Ready to respond to the challenges that 2021 brings

Seasonal wishes from Scottish Justice Secretary Humza Yousaf.

Dec 24, 2020
By Humza Yousaf
Justice Secretary Humza Yousaf

2020 has been an exceptional year – a year like no other and one that none of us will forget.

Coronavirus (Covid-19) disrupted many of our plans and has dominated our lives. But for Scotland’s police officers and staff, they did what they do best – adapted and continued to deliver a world class service. They routinely protect and serve our communities in challenging circumstances, but Covid-19 has made it tougher all round.

I am incredibly grateful for the hard work of police officers and staff throughout the pandemic, and the professionalism they have shown.

While still dealing with the day job of preventing and tackling crime, sexual crime and organised crime gangs or investigating and securing convictions for terrorism, Scotland’s officers and staff have worked hard to reassure communities while dealing with offences relating to breaching Covid regulations, which had the potential to spread the virus and put even more lives at risk.

Prior to lockdown in March, the Scottish Biometrics Commissioner Bill was passed. This will see a new Commissioner appointed early next year who will oversee how Police Scotland and the Scottish Police Authority (SPA) deal with biometric data, ensuring that the approach taken is ethical, lawful and balances the safety of communities with the rights of the individual.

This year’s Scottish Crime and Justice Survey showed that overall crime has fallen by 45 per cent since 2008/09 while violent crime has almost halved over the same period. It is really encouraging to see that Scotland remains a safer place than a decade ago but there is no room for complacency. Our firm focus remains on early intervention and prevention, which is critical to our efforts in keeping crime down and

Dame Elish Angiolini published her final report into police complaints handling, investigations and misconduct and I welcome the chief constable’s response to it and his strong commitment to ensure equality and inclusion are taken seriously across the police service. I am sure this will be a focus of 2021.

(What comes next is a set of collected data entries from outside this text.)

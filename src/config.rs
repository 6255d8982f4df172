use std::net::SocketAddr;
use std::time::Duration;

use clap::{Parser, ValueEnum};

/// Every option can come from the environment; flags override it.
#[derive(Debug, Clone, Parser)]
#[command(name = "url-redirect", version, about = "Public URL redirection service")]
pub struct Config {
    /// Address the HTTP listener binds to
    #[arg(long, env = "BIND_ADDR", default_value = "127.0.0.1:8082")]
    pub bind: SocketAddr,

    /// Redis connection string for the redirect table and analytics stream
    #[arg(long, env = "REDIS_URL", default_value = "redis://127.0.0.1:6379/")]
    pub redis_url: String,

    /// Keep redirects in memory and log analytics instead of using Redis
    #[arg(long, env = "MEMORY_STORE", default_value_t = false)]
    pub memory_store: bool,

    /// Shared secret expected in `x-url-redirect-token` on /api routes
    #[arg(long, env = "API_KEY", hide_env_values = true)]
    pub api_key: String,

    /// Requests admitted per client per window
    #[arg(long, env = "HTTP_RATE_LIMIT", default_value_t = 10)]
    pub rate_limit: u32,

    /// Rate-limit window length in seconds
    #[arg(long, env = "RATE_LIMIT_WINDOW_SECS", default_value_t = 1)]
    pub rate_limit_window_secs: u64,

    /// Request headers whose values are attached to analytics events
    #[arg(long, env = "LOG_ADDITIONAL_HEADERS", value_delimiter = ',')]
    pub log_additional_headers: Vec<String>,

    /// Paths that bypass analytics and metrics (`*` suffix = prefix match)
    #[arg(
        long,
        env = "EXEMPT_PATHS",
        value_delimiter = ',',
        default_values = ["/metrics", "/app/health", "/favicon.ico", "/static/*"]
    )]
    pub exempt_paths: Vec<String>,

    /// Slots in the analytics queue before events are dropped
    #[arg(long, env = "ANALYTICS_QUEUE_CAPACITY", default_value_t = 1000)]
    pub analytics_queue_capacity: usize,

    /// How long shutdown waits for queued analytics events
    #[arg(long, env = "SHUTDOWN_GRACE_SECS", default_value_t = 5)]
    pub shutdown_grace_secs: u64,

    /// Length of generated short paths
    #[arg(long, env = "PATH_LENGTH", default_value_t = 9)]
    pub path_length: usize,

    /// Include the status code as a label on the duration histogram
    #[arg(
        long,
        env = "HISTOGRAM_BY_STATUS",
        default_value_t = true,
        action = clap::ArgAction::Set
    )]
    pub histogram_by_status: bool,

    /// Write a few demo redirects into the store at startup
    #[arg(long, env = "SEED_DEMO_DATA", default_value_t = false)]
    pub seed_demo_data: bool,

    #[arg(long, env = "LOG_FORMAT", value_enum, default_value_t = LogFormat::Pretty)]
    pub log_format: LogFormat,
}

#[derive(Debug, Clone, Copy, PartialEq, Eq, ValueEnum)]
pub enum LogFormat {
    Pretty,
    Json,
}

#[derive(Debug, thiserror::Error, PartialEq, Eq)]
pub enum ConfigError {
    #[error("API_KEY must not be empty")]
    EmptyApiKey,
    #[error("{0} must be greater than zero")]
    Zero(&'static str),
}

impl Config {
    /// Rejects values that would make the service unusable.
    pub fn validate(&self) -> Result<(), ConfigError> {
        if self.api_key.trim().is_empty() {
            return Err(ConfigError::EmptyApiKey);
        }
        if self.rate_limit == 0 {
            return Err(ConfigError::Zero("HTTP_RATE_LIMIT"));
        }
        if self.rate_limit_window_secs == 0 {
            return Err(ConfigError::Zero("RATE_LIMIT_WINDOW_SECS"));
        }
        if self.analytics_queue_capacity == 0 {
            return Err(ConfigError::Zero("ANALYTICS_QUEUE_CAPACITY"));
        }
        if self.path_length == 0 {
            return Err(ConfigError::Zero("PATH_LENGTH"));
        }
        Ok(())
    }

    pub fn rate_limit_window(&self) -> Duration {
        Duration::from_secs(self.rate_limit_window_secs)
    }

    pub fn shutdown_grace(&self) -> Duration {
        Duration::from_secs(self.shutdown_grace_secs)
    }
}
use std::net::SocketAddr;
use std::sync::Arc;
use std::time::Instant;

use axum::extract::{ConnectInfo, Request, State};
use axum::middleware::Next;
use axum::response::{IntoResponse, Response};

use super::capture::ResponseCapture;
use super::classify::{classify, is_privileged};
use crate::analytics::{AnalyticsEvent, ClientContext};
use crate::handlers::AppError;
use crate::AppState;

/// Key used for requests that arrive without peer information.
const UNKNOWN_CLIENT: &str = "unknown";

/// The request telemetry and admission chain.
///
/// Runs, in order: rate limit, token check on `/api/` routes, the inner
/// service, status capture, classification, analytics enqueue and finally
/// the metric updates. Metrics are written before the response leaves.
///
/// Exempt paths are still rate limited but never counted or recorded.
/// A rate-limited request is counted in metrics only; it never reaches auth,
/// the handler or analytics.
pub async fn telemetry_middleware(
    State(state): State<Arc<AppState>>,
    req: Request,
    next: Next,
) -> Response {
    let path = req.uri().path().to_owned();
    let peer = peer_addr(&req);
    let client_key = peer
        .map(|addr| addr.ip().to_string())
        .unwrap_or_else(|| UNKNOWN_CLIENT.to_string());

    if state.exempt.contains(&path) {
        if !state.limiter.admit(&client_key) {
            return AppError::TooManyRequests.into_response();
        }
        return next.run(req).await;
    }

    let _in_flight = state.metrics.track_in_flight();
    let start = Instant::now();
    let capture = ResponseCapture::new();

    // ── Admission ───────────────────────────────────────────────
    if !state.limiter.admit(&client_key) {
        state.metrics.record_rate_limited();
        let response = AppError::TooManyRequests.into_response();
        capture.observe(&response);
        let status = capture.status().unwrap_or(200);
        let classification = classify(&path, status);
        state
            .metrics
            .observe_request(&classification, status, elapsed_ms(start));
        return response;
    }

    let client_context = ClientContext {
        ip_address: peer.map(|addr| addr.ip()),
        headers: state
            .logged_headers
            .iter()
            .map(|name| {
                let name = name.to_ascii_lowercase();
                let value = req
                    .headers()
                    .get(name.as_str())
                    .and_then(|v| v.to_str().ok())
                    .unwrap_or_default()
                    .to_string();
                (name, value)
            })
            .collect(),
    };

    // ── Auth + handler ──────────────────────────────────────────
    let response = if is_privileged(&path) && !state.auth.authenticate_headers(req.headers()) {
        tracing::warn!(%path, client = %client_key, "rejected admin request: bad or missing token");
        AppError::Unauthorized.into_response()
    } else {
        next.run(req).await
    };

    capture.observe(&response);
    let status = capture.status().unwrap_or(200);
    let elapsed = start.elapsed();
    let classification = classify(&path, status);

    state.recorder.record(AnalyticsEvent::new(
        path,
        status,
        elapsed.as_millis() as u64,
        classification.label.clone(),
        client_context,
    ));
    state
        .metrics
        .observe_request(&classification, status, elapsed.as_secs_f64() * 1000.0);

    response
}

fn peer_addr(req: &Request) -> Option<SocketAddr> {
    req.extensions()
        .get::<ConnectInfo<SocketAddr>>()
        .map(|ConnectInfo(addr)| *addr)
}

fn elapsed_ms(start: Instant) -> f64 {
    start.elapsed().as_secs_f64() * 1000.0
}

I am pleased that the Scottish government has been able to support Police Scotland in accelerating its plans to invest in a sustainable ultra-low emission vehicle (ULEV) fleet through the additional £5 million allocated for this purpose in the 2020/21 Scottish budget. Police Scotland’s fleet strategy has a focused drive towards decarbonising its fleet of vehicles, and demonstrates ambitious leadership in this area, through its plans to reduce the impact that the organisation will have on the environment. I hope that Police Scotland’s ambitious plans will inspire others to adopt these new technologies.

We have also given an additional £8.2 million to the SPA to mitigate the impact of Covid-19 on the policing budget.

We continue to ensure that officers and staff are equipped to do their job. Recent academic research has also shown the roll out of new mobile technology has had a very positive impact on officer safety, wellbeing and public confidence.

Restitution Orders, a new financial penalty for assault on police, will come into force early February. This means the courts will be able to impose such an order on    those who commit this disgraceful crime against our police officers and staff – requiring the offender to contribute towards support services for the victims of such assault. This sends a clear signal that this behaviour is unacceptable.

And I congratulate Police Scotland for recently winning the Campbell Christie Public Service Reform Award for their work implementing the Contact Assessment Model (CAM) that has helped ensure officers are deployed where most needed and that people receive the support they require. An increased number of calls are being resolved by telephone, referral on to a more appropriate service or the scheduling of ‘diary’ appointments with community officers. Working with other partners to address risk and vulnerability, mental health is also a key feature of this approach which can only be a good thing to help keep people safe and ensure they get the right help at the right time.

Policing preparations are already under way for major events on the horizon, including Brexit and the UN Climate Change summit hosted by Glasgow.

I am sure next year will bring many different challenges but with the experience of our officers and staff and strong leadership from senior officers – Scotland’s service is well-placed to respond to what 2021 brings.

However you are spending the festive period, I wish you and your families a peaceful time.